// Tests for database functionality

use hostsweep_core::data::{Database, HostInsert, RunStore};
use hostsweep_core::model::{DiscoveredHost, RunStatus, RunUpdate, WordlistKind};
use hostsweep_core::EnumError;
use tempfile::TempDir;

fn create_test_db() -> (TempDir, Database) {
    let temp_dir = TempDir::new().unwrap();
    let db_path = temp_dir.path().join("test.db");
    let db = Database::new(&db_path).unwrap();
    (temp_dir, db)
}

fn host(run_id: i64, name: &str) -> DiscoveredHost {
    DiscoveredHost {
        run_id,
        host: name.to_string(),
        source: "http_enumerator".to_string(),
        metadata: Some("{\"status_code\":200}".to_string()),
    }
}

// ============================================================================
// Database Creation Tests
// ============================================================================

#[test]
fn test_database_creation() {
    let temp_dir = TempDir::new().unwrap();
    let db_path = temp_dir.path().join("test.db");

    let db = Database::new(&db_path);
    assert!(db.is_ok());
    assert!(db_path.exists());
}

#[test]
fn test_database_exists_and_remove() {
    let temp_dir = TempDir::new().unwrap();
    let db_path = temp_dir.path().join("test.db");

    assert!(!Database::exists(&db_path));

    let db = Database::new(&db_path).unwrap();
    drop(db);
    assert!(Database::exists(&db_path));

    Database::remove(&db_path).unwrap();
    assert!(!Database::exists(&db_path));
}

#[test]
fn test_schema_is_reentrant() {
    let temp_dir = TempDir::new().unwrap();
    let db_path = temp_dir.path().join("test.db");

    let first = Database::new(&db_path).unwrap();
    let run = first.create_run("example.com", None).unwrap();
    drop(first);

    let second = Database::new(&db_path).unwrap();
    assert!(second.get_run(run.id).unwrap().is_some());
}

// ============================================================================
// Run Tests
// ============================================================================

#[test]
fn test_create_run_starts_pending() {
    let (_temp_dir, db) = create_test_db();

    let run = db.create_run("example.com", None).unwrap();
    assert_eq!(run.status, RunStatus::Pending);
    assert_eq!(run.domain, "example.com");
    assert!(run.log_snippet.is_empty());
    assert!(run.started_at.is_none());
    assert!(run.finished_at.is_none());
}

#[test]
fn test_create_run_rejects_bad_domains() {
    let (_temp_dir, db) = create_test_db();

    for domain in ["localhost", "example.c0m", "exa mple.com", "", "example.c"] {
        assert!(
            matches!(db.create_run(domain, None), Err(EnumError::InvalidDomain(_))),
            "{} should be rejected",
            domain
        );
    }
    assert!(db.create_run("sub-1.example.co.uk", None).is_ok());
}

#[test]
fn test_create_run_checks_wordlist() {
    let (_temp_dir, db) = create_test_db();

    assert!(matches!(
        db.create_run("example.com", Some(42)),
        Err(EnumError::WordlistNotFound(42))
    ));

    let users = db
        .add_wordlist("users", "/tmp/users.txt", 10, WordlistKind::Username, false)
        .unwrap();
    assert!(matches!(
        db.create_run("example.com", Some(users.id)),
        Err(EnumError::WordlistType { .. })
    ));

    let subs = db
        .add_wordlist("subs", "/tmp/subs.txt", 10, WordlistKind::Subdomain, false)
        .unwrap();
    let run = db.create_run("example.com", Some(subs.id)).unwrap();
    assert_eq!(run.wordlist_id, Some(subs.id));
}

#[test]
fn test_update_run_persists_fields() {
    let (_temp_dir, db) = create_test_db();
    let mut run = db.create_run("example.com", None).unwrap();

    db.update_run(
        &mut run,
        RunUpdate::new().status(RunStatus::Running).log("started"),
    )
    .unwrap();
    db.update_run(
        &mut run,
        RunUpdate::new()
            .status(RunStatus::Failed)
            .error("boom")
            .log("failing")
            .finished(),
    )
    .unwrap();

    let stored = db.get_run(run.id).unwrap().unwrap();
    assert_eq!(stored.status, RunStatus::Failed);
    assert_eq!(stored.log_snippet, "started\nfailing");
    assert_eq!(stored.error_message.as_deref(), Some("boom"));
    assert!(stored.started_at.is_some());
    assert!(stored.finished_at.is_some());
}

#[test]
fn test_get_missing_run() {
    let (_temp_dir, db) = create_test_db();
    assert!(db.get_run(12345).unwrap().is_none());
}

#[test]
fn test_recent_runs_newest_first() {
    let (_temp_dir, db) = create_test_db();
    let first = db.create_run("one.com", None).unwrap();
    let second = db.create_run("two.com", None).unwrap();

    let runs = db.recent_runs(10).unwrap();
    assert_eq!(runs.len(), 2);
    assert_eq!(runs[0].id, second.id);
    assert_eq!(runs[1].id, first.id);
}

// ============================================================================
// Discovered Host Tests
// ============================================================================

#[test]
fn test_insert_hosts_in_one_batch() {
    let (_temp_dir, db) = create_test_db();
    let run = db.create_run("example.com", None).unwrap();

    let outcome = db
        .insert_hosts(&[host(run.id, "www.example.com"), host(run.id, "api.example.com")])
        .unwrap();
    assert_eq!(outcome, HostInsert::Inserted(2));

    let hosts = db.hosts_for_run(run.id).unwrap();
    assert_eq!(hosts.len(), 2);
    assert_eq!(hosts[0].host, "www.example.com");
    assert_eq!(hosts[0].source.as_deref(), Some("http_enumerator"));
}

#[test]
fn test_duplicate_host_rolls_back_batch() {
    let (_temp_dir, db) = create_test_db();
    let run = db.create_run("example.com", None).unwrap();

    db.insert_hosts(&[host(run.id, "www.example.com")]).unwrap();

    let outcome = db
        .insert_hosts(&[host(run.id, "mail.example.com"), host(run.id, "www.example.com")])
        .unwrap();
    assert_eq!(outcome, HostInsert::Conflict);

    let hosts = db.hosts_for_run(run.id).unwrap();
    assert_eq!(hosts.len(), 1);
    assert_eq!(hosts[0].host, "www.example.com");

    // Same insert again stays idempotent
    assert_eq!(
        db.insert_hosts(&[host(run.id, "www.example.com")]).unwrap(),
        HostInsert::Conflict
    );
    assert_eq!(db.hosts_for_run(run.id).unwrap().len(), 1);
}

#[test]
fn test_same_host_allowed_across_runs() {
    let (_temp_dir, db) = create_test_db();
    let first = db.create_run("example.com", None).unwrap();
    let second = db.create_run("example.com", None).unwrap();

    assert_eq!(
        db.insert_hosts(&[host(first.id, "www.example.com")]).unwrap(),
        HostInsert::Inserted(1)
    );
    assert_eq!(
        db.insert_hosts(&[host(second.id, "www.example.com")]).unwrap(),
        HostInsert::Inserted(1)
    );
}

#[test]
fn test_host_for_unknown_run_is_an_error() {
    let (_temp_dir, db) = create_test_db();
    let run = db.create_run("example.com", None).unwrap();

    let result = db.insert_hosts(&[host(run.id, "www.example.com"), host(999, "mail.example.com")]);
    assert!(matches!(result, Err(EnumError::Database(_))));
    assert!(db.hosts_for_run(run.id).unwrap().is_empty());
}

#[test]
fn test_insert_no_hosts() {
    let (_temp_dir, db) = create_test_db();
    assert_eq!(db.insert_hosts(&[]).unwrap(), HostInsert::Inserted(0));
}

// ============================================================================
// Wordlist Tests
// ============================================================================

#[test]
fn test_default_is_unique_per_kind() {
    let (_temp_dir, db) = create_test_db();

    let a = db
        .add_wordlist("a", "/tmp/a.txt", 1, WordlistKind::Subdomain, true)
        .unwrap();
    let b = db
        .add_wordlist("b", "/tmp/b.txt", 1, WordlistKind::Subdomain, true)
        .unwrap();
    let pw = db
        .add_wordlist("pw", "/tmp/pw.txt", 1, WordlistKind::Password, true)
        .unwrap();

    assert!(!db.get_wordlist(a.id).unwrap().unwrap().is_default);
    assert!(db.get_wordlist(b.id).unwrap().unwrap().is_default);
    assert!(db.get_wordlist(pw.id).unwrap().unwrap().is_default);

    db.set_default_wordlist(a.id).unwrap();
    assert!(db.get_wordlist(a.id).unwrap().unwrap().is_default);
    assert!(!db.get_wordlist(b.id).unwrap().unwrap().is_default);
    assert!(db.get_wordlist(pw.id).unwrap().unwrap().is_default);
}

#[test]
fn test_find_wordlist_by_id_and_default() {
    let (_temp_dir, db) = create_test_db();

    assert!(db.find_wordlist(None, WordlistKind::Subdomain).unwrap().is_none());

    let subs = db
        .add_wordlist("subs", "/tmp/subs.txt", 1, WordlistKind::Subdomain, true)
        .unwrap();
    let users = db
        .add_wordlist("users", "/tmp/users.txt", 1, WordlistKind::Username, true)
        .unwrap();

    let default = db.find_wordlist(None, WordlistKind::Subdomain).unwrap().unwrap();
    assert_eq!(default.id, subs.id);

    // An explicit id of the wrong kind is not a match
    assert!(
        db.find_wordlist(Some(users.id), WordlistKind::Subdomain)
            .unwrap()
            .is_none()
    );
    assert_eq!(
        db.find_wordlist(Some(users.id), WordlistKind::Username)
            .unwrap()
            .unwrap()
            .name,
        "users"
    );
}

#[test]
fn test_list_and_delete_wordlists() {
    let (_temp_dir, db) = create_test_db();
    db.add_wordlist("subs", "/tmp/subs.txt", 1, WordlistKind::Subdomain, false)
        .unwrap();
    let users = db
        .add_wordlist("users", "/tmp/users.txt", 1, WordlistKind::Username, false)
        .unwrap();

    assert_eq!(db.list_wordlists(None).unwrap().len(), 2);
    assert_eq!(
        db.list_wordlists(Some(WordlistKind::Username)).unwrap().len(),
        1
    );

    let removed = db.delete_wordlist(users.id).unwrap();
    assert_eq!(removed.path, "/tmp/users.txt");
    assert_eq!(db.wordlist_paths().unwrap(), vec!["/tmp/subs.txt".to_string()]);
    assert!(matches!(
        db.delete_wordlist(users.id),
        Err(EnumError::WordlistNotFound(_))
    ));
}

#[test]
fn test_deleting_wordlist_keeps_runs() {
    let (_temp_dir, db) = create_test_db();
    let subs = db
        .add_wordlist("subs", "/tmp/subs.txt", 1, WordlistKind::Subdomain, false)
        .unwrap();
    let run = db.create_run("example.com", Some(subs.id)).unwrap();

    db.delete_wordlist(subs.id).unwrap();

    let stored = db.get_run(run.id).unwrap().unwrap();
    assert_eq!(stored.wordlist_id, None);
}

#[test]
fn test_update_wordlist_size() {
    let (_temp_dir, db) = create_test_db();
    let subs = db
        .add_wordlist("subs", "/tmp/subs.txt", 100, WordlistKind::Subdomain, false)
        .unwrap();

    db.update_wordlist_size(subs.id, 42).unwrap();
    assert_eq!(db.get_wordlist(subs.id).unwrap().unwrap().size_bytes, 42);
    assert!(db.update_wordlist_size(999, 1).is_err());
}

---

Task to carry out: Only the lines from the start of the material through the line containing "Database::remove(&db_path).unwrap();" should be repeated, and they should be repeated exactly.

Your response:
// Tests for database functionality

use hostsweep_core::data::{Database, HostInsert, RunStore};
use hostsweep_core::model::{DiscoveredHost, RunStatus, RunUpdate, WordlistKind};
use hostsweep_core::EnumError;
use tempfile::TempDir;

fn create_test_db() -> (TempDir, Database) {
    let temp_dir = TempDir::new().unwrap();
    let db_path = temp_dir.path().join("test.db");
    let db = Database::new(&db_path).unwrap();
    (temp_dir, db)
}

fn host(run_id: i64, name: &str) -> DiscoveredHost {
    DiscoveredHost {
        run_id,
        host: name.to_string(),
        source: "http_enumerator".to_string(),
        metadata: Some("{\"status_code\":200}".to_string()),
    }
}

// ============================================================================
// Database Creation Tests
// ============================================================================

#[test]
fn test_database_creation() {
    let temp_dir = TempDir::new().unwrap();
    let db_path = temp_dir.path().join("test.db");

    let db = Database::new(&db_path);
    assert!(db.is_ok());
    assert!(db_path.exists());
}

#[test]
fn test_database_exists_and_remove() {
    let temp_dir = TempDir::new().unwrap();
    let db_path = temp_dir.path().join("test.db");

    assert!(!Database::exists(&db_path));

    let db = Database::new(&db_path).unwrap();
    drop(db);
    assert!(Database::exists(&db_path));

    Database::remove(&db_path).unwrap();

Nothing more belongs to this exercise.